Removing Snap and Using Flatpak on Ubuntu

I used Ubuntu for many years. It was the most compatible operating system for the computers that I had at the time. I had heard about Debian. However, the Debian webpage is hardly the gold standard for making it easy to install an operating system, when someone is new to the whole process.1 Ubuntu made it easy to understand how to install Linux. Once installed, it was easy to figure out how to do things on the system because many online guides focused on doing things on Ubuntu, and ignored other distributions completely. “How to install Thunderbird on Linux” will usually lead to a guide for installing Thunderbird on Ubuntu.2 I stopped using Ubuntu when they introduced Snap. Snap is a strange, hard-to-use amalgam of a package manager and app store. Ubuntu insists on using Snap even for the core parts of an operating system (such as the desktop environment Gnome) Snap insists on making the Gnome “Snap” a required dependency of the “Firefox” Snap! Finally, the file sizes are unreasonably big. This is a short guide to removing all the Snaps on a fresh Ubuntu installation and using Flatpak instead.

Stop Using Snap

Snap has many components and disabling all of them is essential.
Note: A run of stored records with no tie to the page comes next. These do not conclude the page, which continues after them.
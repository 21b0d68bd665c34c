use serde::{Deserialize, Serialize};

#[derive(Debug, Clone, Serialize, Deserialize)]
pub struct AppConfig {
    /// Model name passed to the generative backend.
    #[serde(default = "default_model")]
    pub model: String,

    #[serde(default = "default_ollama_host")]
    pub ollama_host: String,

    #[serde(default = "default_temperature")]
    pub temperature: f64,

    #[serde(default = "default_top_p")]
    pub top_p: f64,

    /// -1 means no generation cap.
    #[serde(default = "default_max_tokens")]
    pub max_tokens: i64,

    #[serde(default = "default_max_retries")]
    pub max_retries: u32,

    /// Throttle between non-final pipeline steps.
    #[serde(default = "default_delay_between_steps_ms")]
    pub delay_between_steps_ms: u64,

    /// Throttle between tasks in the worker loop.
    #[serde(default = "default_delay_between_tasks_ms")]
    pub delay_between_tasks_ms: u64,

    #[serde(default = "default_task_configs_dir")]
    pub task_configs_dir: String,

    /// Directory file-operation plugins are scoped to.
    #[serde(default = "default_workspace_dir")]
    pub workspace_dir: String,

    /// Queue snapshot and task log database live here.
    #[serde(default = "default_data_dir")]
    pub data_dir: String,

    #[serde(default)]
    pub logging: LoggingConfig,
}

fn default_model() -> String {
    "gpt-oss:20b".to_string()
}

fn default_ollama_host() -> String {
    "http://localhost:11434".to_string()
}

fn default_temperature() -> f64 {
    0.7
}

fn default_top_p() -> f64 {
    0.9
}

fn default_max_tokens() -> i64 {
    -1
}

fn default_max_retries() -> u32 {
    3
}

fn default_delay_between_steps_ms() -> u64 {
    1_000
}

fn default_delay_between_tasks_ms() -> u64 {
    2_000
}

fn default_task_configs_dir() -> String {
    "task_configs".to_string()
}

fn default_workspace_dir() -> String {
    "workspace".to_string()
}

fn default_data_dir() -> String {
    "data".to_string()
}

impl Default for AppConfig {
    fn default() -> Self {
        Self {
            model: default_model(),
            ollama_host: default_ollama_host(),
            temperature: default_temperature(),
            top_p: default_top_p(),
            max_tokens: default_max_tokens(),
            max_retries: default_max_retries(),
            delay_between_steps_ms: default_delay_between_steps_ms(),
            delay_between_tasks_ms: default_delay_between_tasks_ms(),
            task_configs_dir: default_task_configs_dir(),
            workspace_dir: default_workspace_dir(),
            data_dir: default_data_dir(),
            logging: LoggingConfig::default(),
        }
    }
}

#[derive(Debug, Clone, Serialize, Deserialize)]
pub struct LoggingConfig {
    #[serde(default = "default_logging_enabled")]
    pub enabled: bool,

    /// If true, log to stderr.
    #[serde(default = "default_logging_console")]
    pub console: bool,

    /// If true, log to a file under `directory` (or OS temp dir if unset).
    #[serde(default = "default_logging_file")]
    pub file: bool,

    /// EnvFilter string, e.g. "info" or "taskpipe_core=debug".
    #[serde(default = "default_logging_level")]
    pub level: String,

    /// Optional directory for log files. If empty or unset, uses OS temp dir.
    #[serde(default)]
    pub directory: Option<String>,
}

fn default_logging_enabled() -> bool {
    true
}

fn default_logging_console() -> bool {
    true
}

fn default_logging_file() -> bool {
    true
}

fn default_logging_level() -> String {
    "info".to_string()
}

impl Default for LoggingConfig {
    fn default() -> Self {
        Self {
            enabled: default_logging_enabled(),
            console: default_logging_console(),
            file: default_logging_file(),
            level: default_logging_level(),
            directory: None,
        }
    }
}
use std::{
    collections::{BTreeMap, HashMap},
    sync::Arc,
};

use axum::{
    extract::{Query, State},
    http::StatusCode,
    routing::get,
    Json, Router,
};
use serde::{Deserialize, Serialize};
use tokio::{net::TcpListener, sync::RwLock};
use uuid::Uuid;

/// One joke as the remote API serializes it. `url` is omitted from the JSON
/// when absent, which lets tests exercise missing-key tolerance in clients.
/// `categories` is the payload's own label list and may disagree with the
/// category the joke is filed under.
#[derive(Clone, Debug, Serialize, Deserialize)]
pub struct Joke {
    pub id: Uuid,
    #[serde(skip_serializing_if = "Option::is_none")]
    pub url: Option<String>,
    pub value: String,
    pub categories: Vec<String>,
}

impl Joke {
    pub fn new(value: &str, categories: &[&str]) -> Self {
        let id = Uuid::new_v4();
        Self {
            id,
            url: Some(format!("https://jokes.example.com/{id}")),
            value: value.to_string(),
            categories: categories.iter().map(|s| s.to_string()).collect(),
        }
    }

    pub fn without_url(value: &str, categories: &[&str]) -> Self {
        Self {
            url: None,
            ..Self::new(value, categories)
        }
    }
}

/// Jokes filed by category. A `BTreeMap` keeps the category listing stable
/// across runs.
pub type Db = Arc<RwLock<BTreeMap<String, Vec<Joke>>>>;

/// Router over a representative seeded dataset: two ordinary categories,
/// one whose joke carries no `url`, and one with no jokes at all (its
/// random call answers JSON `null`).
pub fn app() -> Router {
    let mut jokes = BTreeMap::new();
    jokes.insert(
        "dev".to_string(),
        vec![Joke::new(
            "Why do programmers confuse Halloween and Christmas? Because OCT 31 == DEC 25.",
            &["dev", "career"],
        )],
    );
    jokes.insert(
        "food".to_string(),
        vec![Joke::new(
            "I'm on a seafood diet. I see food, and I eat it.",
            &["food"],
        )],
    );
    jokes.insert(
        "history".to_string(),
        vec![Joke::without_url(
            "I would tell you a history joke, but it's dated.",
            &["history"],
        )],
    );
    jokes.insert("sport".to_string(), Vec::new());
    app_with(Arc::new(RwLock::new(jokes)))
}

/// Router over caller-supplied state.
pub fn app_with(db: Db) -> Router {
    Router::new()
        .route("/categories", get(list_categories))
        .route("/random", get(random_joke))
        .with_state(db)
}

pub async fn run(listener: TcpListener) -> Result<(), std::io::Error> {
    axum::serve(listener, app()).await
}

async fn list_categories(State(db): State<Db>) -> Json<Vec<String>> {
    let jokes = db.read().await;
    Json(jokes.keys().cloned().collect())
}

/// `?category=name` picks from that category: 404 for an unknown category,
/// `null` for a known one with nothing in it. Without the parameter any
/// joke will do.
async fn random_joke(
    State(db): State<Db>,
    Query(params): Query<HashMap<String, String>>,
) -> Result<Json<Option<Joke>>, StatusCode> {
    let jokes = db.read().await;
    match params.get("category") {
        Some(category) => {
            let filed = jokes.get(category).ok_or(StatusCode::NOT_FOUND)?;
            Ok(Json(filed.first().cloned()))
        }
        None => Ok(Json(jokes.values().flatten().next().cloned())),
    }
}

#[cfg(test)]
mod tests {
    use super::*;

    #[test]
    fn joke_serializes_id_as_string() {
        let joke = Joke::new("Test", &["dev"]);
        let json = serde_json::to_value(&joke).unwrap();
        assert_eq!(json["id"], joke.id.to_string());
        assert_eq!(json["value"], "Test");
        assert_eq!(json["categories"], serde_json::json!(["dev"]));
    }

    #[test]
    fn absent_url_is_omitted_from_json() {
        let joke = Joke::without_url("No link", &["history"]);
        let json = serde_json::to_value(&joke).unwrap();
        assert!(json.get("url").is_none());
    }

    #[test]
    fn present_url_points_at_the_joke_id() {
        let joke = Joke::new("Linked", &["dev"]);
        let json = serde_json::to_value(&joke).unwrap();
        let url = json["url"].as_str().unwrap();
        assert!(url.ends_with(&joke.id.to_string()));
    }

    #[test]
    fn none_serializes_as_null() {
        let body = serde_json::to_string(&None::<Joke>).unwrap();
        assert_eq!(body, "null");
    }
}
//! HTTP transport types and the transport seam.
//!
//! # Design
//! These types describe HTTP traffic as plain data. The core crate builds
//! `HttpRequest` values and classifies `HttpResponse` values; actually moving
//! bytes over the network is delegated to an `HttpTransport` implementation
//! injected by the host. This keeps the core deterministic: unit tests hand
//! the client canned responses, while the production binary plugs in a real
//! blocking transport.
//!
//! Query parameters stay structured on the request rather than being baked
//! into the URL string, so transports own the encoding and test doubles can
//! inspect them without re-parsing.

use std::fmt;

/// An HTTP GET request described as plain data.
///
/// Built by `ApiClient::build_get`. The transport is responsible for
/// attaching the query parameters and executing the round-trip.
#[derive(Debug, Clone)]
pub struct HttpRequest {
    pub url: String,
    pub params: Vec<(String, String)>,
}

/// An HTTP response described as plain data.
///
/// Constructed by the transport after executing an `HttpRequest`, then
/// handed to `ApiClient::parse_get` for classification.
#[derive(Debug, Clone)]
pub struct HttpResponse {
    pub status: u16,
    pub body: String,
}

/// A failure below the HTTP layer (connection refused, DNS resolution,
/// timeout). No status code exists for these; the request never completed.
#[derive(Debug)]
pub struct TransportError(pub String);

impl fmt::Display for TransportError {
    fn fmt(&self, f: &mut fmt::Formatter<'_>) -> fmt::Result {
        write!(f, "{}", self.0)
    }
}

impl std::error::Error for TransportError {}

/// Executes a single HTTP round-trip.
///
/// Implementations must report every transport-level fault as
/// `TransportError` and every completed exchange as `Ok(HttpResponse)`,
/// whatever its status code. Status interpretation belongs to the client,
/// not the transport.
pub trait HttpTransport {
    fn execute(&self, request: &HttpRequest) -> Result<HttpResponse, TransportError>;
}
//! Error types for the joke API client.
//!
//! # Design
//! Two kinds cover every hard failure the client can produce. `Network`
//! means the request never completed (connection refused, DNS failure,
//! timeout), so no status code exists. `Processing` means the server answered but the
//! answer was unusable: a non-2xx status (carried in `status`), or a 2xx
//! body that was not valid JSON (`status: None`). Callers that want to
//! distinguish the two sub-cases match on `status`.
//!
//! Soft per-category failures ("no joke for this category") are not errors
//! and never appear here; the collector represents them as `Option::None`.

use std::fmt;

/// Hard failures raised by `ApiClient::get`. Any of these aborts the
/// collection run.
#[derive(Debug)]
pub enum ApiError {
    /// The transport could not complete the request at all.
    Network { url: String, detail: String },

    /// The server responded, but with an error status or an unparseable
    /// body. `status` is `Some` for non-2xx responses and `None` when a
    /// 2xx body failed to parse as JSON.
    Processing { endpoint: String, status: Option<u16> },
}

impl fmt::Display for ApiError {
    fn fmt(&self, f: &mut fmt::Formatter<'_>) -> fmt::Result {
        match self {
            ApiError::Network { url, detail } => {
                write!(f, "network failure reaching '{url}': {detail}")
            }
            ApiError::Processing { endpoint, status: Some(code) } => {
                write!(f, "HTTP error ({code}) on endpoint '{endpoint}'")
            }
            ApiError::Processing { endpoint, status: None } => {
                write!(f, "invalid response body on endpoint '{endpoint}'")
            }
        }
    }
}

impl std::error::Error for ApiError {}

#[cfg(test)]
mod tests {
    use super::*;

    #[test]
    fn display_names_the_endpoint_and_status() {
        let err = ApiError::Processing {
            endpoint: "random".to_string(),
            status: Some(503),
        };
        assert_eq!(err.to_string(), "HTTP error (503) on endpoint 'random'");
    }

    #[test]
    fn display_marks_body_errors_without_status() {
        let err = ApiError::Processing {
            endpoint: "categories".to_string(),
            status: None,
        };
        assert_eq!(
            err.to_string(),
            "invalid response body on endpoint 'categories'"
        );
    }

    #[test]
    fn display_includes_transport_detail() {
        let err = ApiError::Network {
            url: "http://localhost:1/categories".to_string(),
            detail: "connection refused".to_string(),
        };
        assert!(err.to_string().contains("connection refused"));
        assert!(err.to_string().contains("http://localhost:1/categories"));
    }
}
This section borrows from How to Remove and Disable Snap | Baeldung on Linux, with a couple of useful notes along the way.

1. Using Vanilla Gnome

On Ubuntu 26.04 LTS, the desktop environment is Ubuntu Gnome, which is itself a wrapper around Gnome. This can not be used as-is if you want to remove Snap (I believe) because we will be uninstalling all Snaps from the system and disabling it completely. To get around this and continue using Gnome, I suggest the use of the vanilla-gnome-desktop package, which provides a much better experience, and will retain desktop environment familiarity if you were ever to switch to another distribution.

apt install vanilla-gnome-desktop

After installation, log out and log in. During log-in, use the gear icon on the bottom right of the screen where you would enter the login password, and select Gnome instead of Ubuntu. This will switch the desktop environment to Vanilla Gnome, and break 50% of your ties with Ubuntu.

2. Remove All Snaps

The first step would be to remove all the installed Snaps:

snap list | awk 'NR > 1 { print $1 }' | xargs -I{} sudo snap remove {}

This command will not work the first time around: This is because snap list lists the snaps (say) bare and firefox. bare can not be removed on the first iteration, because the firefox snap depends on the bare snap. So, the first iteration will remove only those Snaps which are at the “leaf node” of the dependency tree. Running this command repeatedly until you see the message No snaps installed will remove all Snaps entirely.

Snap runs as a daemon (for some reason!) So, we have to stop the daemon itself (snapd.service) and the socket-based activation unit (snapd.socket)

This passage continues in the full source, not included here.